Septum analysis and pollen tube growth. (A) Scanning Electron Microscope pictures of the septum of opened siliques of stk, ces-4, stk ces-4, bee1 bee2 bee3 stk, bee1 bee2 bee3 ces-4, bee1 bee3 stk ces-4 and bee1 bee2 bee3 stk ces-4 and wild type Col-0; Scale bars: 100 μm. (B) Aniline blue staining of stk ces-4, bee1 bee3 stk ces-4 and bee1 bee2 bee3 stk ces-4 and wild type Col-0; Scale bar: 50 μm.

FIGURE 5

STK, CES and BEE1 interaction assays in yeast and in planta. (A) BiFC assays showing the interaction of STK with CES. STK-N or CES-N: STK or CES fusion with the N-terminal part of the split YFP; STK-C or CES-C: STK or CES fusion with the C-terminal part of the split YFP. CES-N CES-C interaction was used as positive control.
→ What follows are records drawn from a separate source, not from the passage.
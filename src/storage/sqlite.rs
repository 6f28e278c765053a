//! SQLite session store
//!
//! This module provides a SQLite-based implementation of the SessionStore trait.
//! Each session is one row: a few summary columns for listing plus the full
//! JSON-encoded result.

use crate::crawler::CrawlResult;
use crate::state::CrawlStatus;
use crate::storage::schema::initialize_schema;
use crate::storage::traits::{SessionStore, SessionSummary, StorageError, StorageResult};
use chrono::Utc;
use rusqlite::{params, Connection, OptionalExtension};
use std::path::Path;

/// SQLite session store
pub struct SqliteSessionStore {
    conn: Connection,
}

impl SqliteSessionStore {
    /// Creates a new SqliteSessionStore instance
    ///
    /// # Arguments
    ///
    /// * `path` - Path to the SQLite database file
    ///
    /// # Returns
    ///
    /// * `Ok(SqliteSessionStore)` - Successfully opened/created database
    /// * `Err(StorageError)` - Failed to open database
    pub fn new(path: &Path) -> StorageResult<Self> {
        if let Some(parent) = path.parent() {
            if !parent.as_os_str().is_empty() {
                std::fs::create_dir_all(parent)?;
            }
        }

        let conn = Connection::open(path)?;

        // Configure SQLite for better performance
        conn.execute_batch(
            "
            PRAGMA journal_mode = WAL;
            PRAGMA synchronous = NORMAL;
            PRAGMA temp_store = MEMORY;
        ",
        )?;

        initialize_schema(&conn)?;

        Ok(Self { conn })
    }

    /// Creates an in-memory database
    pub fn new_in_memory() -> StorageResult<Self> {
        let conn = Connection::open_in_memory()?;
        initialize_schema(&conn)?;
        Ok(Self { conn })
    }
}

impl SessionStore for SqliteSessionStore {
    fn save(&mut self, id: &str, result: &CrawlResult) -> StorageResult<()> {
        let payload = serde_json::to_string(result)?;

        self.conn.execute(
            "INSERT OR REPLACE INTO sessions
             (id, seed, status, crawled_pages, error_count, started_at, finished_at, saved_at, payload)
             VALUES (?1, ?2, ?3, ?4, ?5, ?6, ?7, ?8, ?9)",
            params![
                id,
                result.config.seed_url,
                result.status.as_str(),
                result.stats.crawled_pages as i64,
                result.stats.error_count as i64,
                result.started_at.to_rfc3339(),
                result.finished_at.to_rfc3339(),
                Utc::now().to_rfc3339(),
                payload,
            ],
        )?;

        tracing::debug!("Saved session {} ({} pages)", id, result.pages.len());
        Ok(())
    }

    fn load(&self, id: &str) -> StorageResult<Option<CrawlResult>> {
        let payload: Option<String> = self
            .conn
            .query_row(
                "SELECT payload FROM sessions WHERE id = ?1",
                params![id],
                |row| row.get(0),
            )
            .optional()?;

        match payload {
            Some(json) => Ok(Some(serde_json::from_str(&json)?)),
            None => Ok(None),
        }
    }

    fn list(&self) -> StorageResult<Vec<SessionSummary>> {
        let mut stmt = self.conn.prepare(
            "SELECT id, seed, status, crawled_pages, error_count, started_at, finished_at, saved_at
             FROM sessions ORDER BY saved_at DESC, id",
        )?;

        let rows = stmt.query_map([], |row| {
            Ok((
                row.get::<_, String>(0)?,
                row.get::<_, Option<String>>(1)?,
                row.get::<_, String>(2)?,
                row.get::<_, i64>(3)?,
                row.get::<_, i64>(4)?,
                row.get::<_, String>(5)?,
                row.get::<_, String>(6)?,
                row.get::<_, String>(7)?,
            ))
        })?;

        let mut sessions = Vec::new();
        for row in rows {
            let (id, seed, status, crawled, errors, started_at, finished_at, saved_at) = row?;
            let status = CrawlStatus::parse(&status).ok_or_else(|| {
                StorageError::Database(format!("Unknown status '{}' for session {}", status, id))
            })?;
            sessions.push(SessionSummary {
                id,
                seed,
                status,
                crawled_pages: crawled.max(0) as usize,
                error_count: errors.max(0) as usize,
                started_at,
                finished_at,
                saved_at,
            });
        }

        Ok(sessions)
    }

    fn delete(&mut self, id: &str) -> StorageResult<bool> {
        let removed = self
            .conn
            .execute("DELETE FROM sessions WHERE id = ?1", params![id])?;
        Ok(removed > 0)
    }
}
STK-N EMPTY-C and CES-N EMPTY-C were used as negative control. (B) Yeast two-hybrid assays testing interactions between STK-AD, BEE1-AD, and CES-BD; interactions were considered positive when growth on -W-L-H +15 mM of 3-AT selective media was observed. The experiments were performed at 22°C. The CES-BEE1 interaction was chosen as a positive control (Poppenberger et al., 2011), the growth of transformants carrying empty AD or BD vectors were used as negative controls of the experiments.

FIGURE 6

Heatmap of differentially expressed genes described in Table 1. Expression levels are shown for each of the 6 independent biological replicates analyzed in this study. Genes are represented in the columns and the biological replicates in the rows. To facilitate comparison, the expression values were standardized with respect to the average expression of each gene. Dark green indicates low expression, light brown indicates high expression. In the columns, red is used to mark biological replicates for the quadruple mutant, blue is used to indicate biological replicates for wild type plants.

FIGURE 7

Proposed model of transmitting tract development controlled by STK, CES, BEE1, and BEE3. The blue box symbolizes the interaction (STK-CES) that we found in this research project; The black box represents the interaction (CES-BEE1-BEE3) that has been previously described (Crawford and Yanofsky, 2011; Poppenberger et al., 2011). ECM, extracellular matrix; PCD, programmed cell death; BR, brassinosteroid.